The future of IMF and sovereign wealth funds

Geopolitics, Sino-US rivalry mar IMF’s mission as emergency lending arm


Faran Mahmood May 08, 2023
Sources said that the government has apprised the IMF that it may impose a 17% federal excise duty on international tickets of club, business and first-class passengers. photo: file

ISLAMABAD:

The IMF in its latest World Economic Outlook (WEO) report calls the trajectory for 2023 economic recovery as ‘rocky’ – with pronounced global inflation, poor growth and lower investments levels, and an increased risk of flaring up of international financial system.
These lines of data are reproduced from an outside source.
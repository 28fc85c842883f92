use actix_cors::Cors;
use actix_web::middleware::Logger;
use actix_web::{web, App, HttpServer};
use log::{info, warn};
use std::io;
use std::sync::Arc;

use bookforge::auth::{bootstrap_admin, AuthMiddleware};
use bookforge::config::Config;
use bookforge::routes::{self, health};
use bookforge::store::{MemoryStore, PgStore};
use bookforge::AppState;

fn to_io(error: impl std::fmt::Display) -> io::Error {
    io::Error::new(io::ErrorKind::Other, error.to_string())
}

fn cors(allowed_origin: Option<&str>) -> Cors {
    let cors = match allowed_origin {
        Some(origin) => Cors::default().allowed_origin(origin),
        None => Cors::default().allow_any_origin(),
    };
    cors.allow_any_method().allow_any_header().max_age(3600)
}

#[actix_web::main]
async fn main() -> io::Result<()> {
    dotenv::dotenv().ok();
    env_logger::init_from_env(env_logger::Env::default().default_filter_or("info"));

    let config = Config::from_env().map_err(to_io)?;

    let state = match &config.database_url {
        Some(url) => {
            let store = PgStore::connect(url, config.max_db_connections)
                .await
                .map_err(to_io)?;
            store.migrate().await.map_err(to_io)?;
            info!("Connected to PostgreSQL");
            AppState::new(Arc::new(store), config.auth.clone(), config.policy.clone())
        }
        None => {
            warn!("DATABASE_URL is not set; using the in-memory store, data will not survive a restart");
            AppState::new(Arc::new(MemoryStore::new()), config.auth.clone(), config.policy.clone())
        }
    };

    if let Some(admin) = &config.admin {
        bootstrap_admin(state.users.as_ref(), &state.auth, admin)
            .await
            .map_err(to_io)?;
    }

    info!(
        "Starting bookforge at {} (loan period {} days, fine {}/day)",
        config.server_url(),
        config.policy.loan_period_days,
        config.policy.daily_fine_rate
    );

    let allowed_origin = config.cors_allowed_origin.clone();
    let data = web::Data::new(state);
    HttpServer::new(move || {
        App::new()
            .app_data(data.clone())
            .wrap(cors(allowed_origin.as_deref()))
            .wrap(Logger::default())
            .service(health::health)
            .service(
                web::scope("/api")
                    .wrap(AuthMiddleware)
                    .configure(routes::config),
            )
    })
    .bind((config.server_host.as_str(), config.server_port))?
    .run()
    .await
}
With global inflation figures expected to peak at 5.1%, Pakistan’s average inflation numbers will be around 27.1% but with a near-zero GDP growth per capita.

However, what the IMF didn’t discuss in its report is that how geopolitics and Sino-US rivalry has marred its mission as an emergency lending arm to support countries in distress.

Despite raising $51 billion since Covid, it has approved a mere 9% of that capital for new lending. Seven countries that defaulted have been waiting for more than a year for a deal.

Countries like Ethiopia had to wait for a couple of years to get a restructuring deal from the IMF while many countries, including Pakistan, who have secured a deal, are still struggling to get the bulk of funds.

The main reason for this is the emergence of sovereign wealth funds in countries and regions with global surplus such as China and the Gulf Cooperation Council (GCC).

Peoples Bank of China (PBOC) and other state-backed banks have become direct competitors of the IMF in global emergency lending as in the past six years Beijing’s emergency loans have exceeded that of IMF’s.

Moreover, when a country who is a beneficiary of Chinese loans approaches the IMF, the IMF takes the application with a pinch of salt as it must ensure fiscal sustainability before borrowing.

The IMF has the mandate to restructure debt on behalf of the Paris Club, but it is not on the same page with Chinese banks. So, if the IMF proceeds with a bailout without a similar debt restructuring assurance from China, the IMF’s dollars will simply flow to PBOC or Exim Bank – something that the IMF’s creditors are wary of.

In fact, statistics show that every penny borrowed from China reduces the odds of a deal with the IMF.

Similarly, thanks to high prices of crude oil, sovereign wealth funds in the Gulf including Saudi Arabia’s Public Investment Fund (PIF) and Abu Dhabi Investment Authority (ADIA) are flushed with cash.

The GCC in the past has allowed countries like Pakistan and Egypt to defer payment for oil purchases but now they want their debtors to bring in economic and fiscal reforms. This is where the IMF comes in as Gulf creditors have made their future commitments conditional with adherence to the IMF programme.

It provides the IMF with a lot of leverage, and we saw in the case of Egypt that IMF’s contribution was a mere 10% of the total bailout package.

Same is the case with Pakistan where the IMF will chip in with a paltry $1.1 billion while China and the GCC are contributing over $6 billion in total.

However, this is not just an equation of geopolitics but more of convenience for the fund as countries like Egypt, Pakistan and Argentina have been on an IMF programme half of the time and have never fulfilled their commitments to reform.

In fact, these three countries account for more than 50% of the fund’s account. It appears that the IMF deliberately wants China to take up the role of emergency lending for the troublesome middle-income countries such as Pakistan and Turkey.

But there is a small catch. Recently, more than 90% of China’s emergency loans were remitted in renminbi – a geo-economic move directly challenging the US dollar. Being world’s biggest exporter of consumer items, it helps to retain demand and keep Chinese factories running amid Sino-US trade wars.

In fact, China is doing what the US did in the last century – using their surplus income for lending heavily to end the dominance of pound sterling and the demand for European products, and then systemising this process using the IMF and the World Bank.

In a nutshell, we see that the landscape of emergency lenders in future will see the IMF on one side of the spectrum financing pro-West and pro-democratic nations while Beijing will be on the other end.

The GCC too will swing a little more towards growing Asian economies, ie, China, India, and Asean where there are prospects to sell more oil.

These geopolitical tensions and resulting fragmentation will result in economic friction, reduced cross-border investments and increased stability risks.

For Pakistan, it is becoming crystal clear that Islamabad will be forced to pick a side and that too soon, unless it goes through extensive structural reforms and builds capital buffers.

The writer is a Cambridge graduate and is working as a strategy consultant

 

Published in The Express Tribune, May 8th, 2023.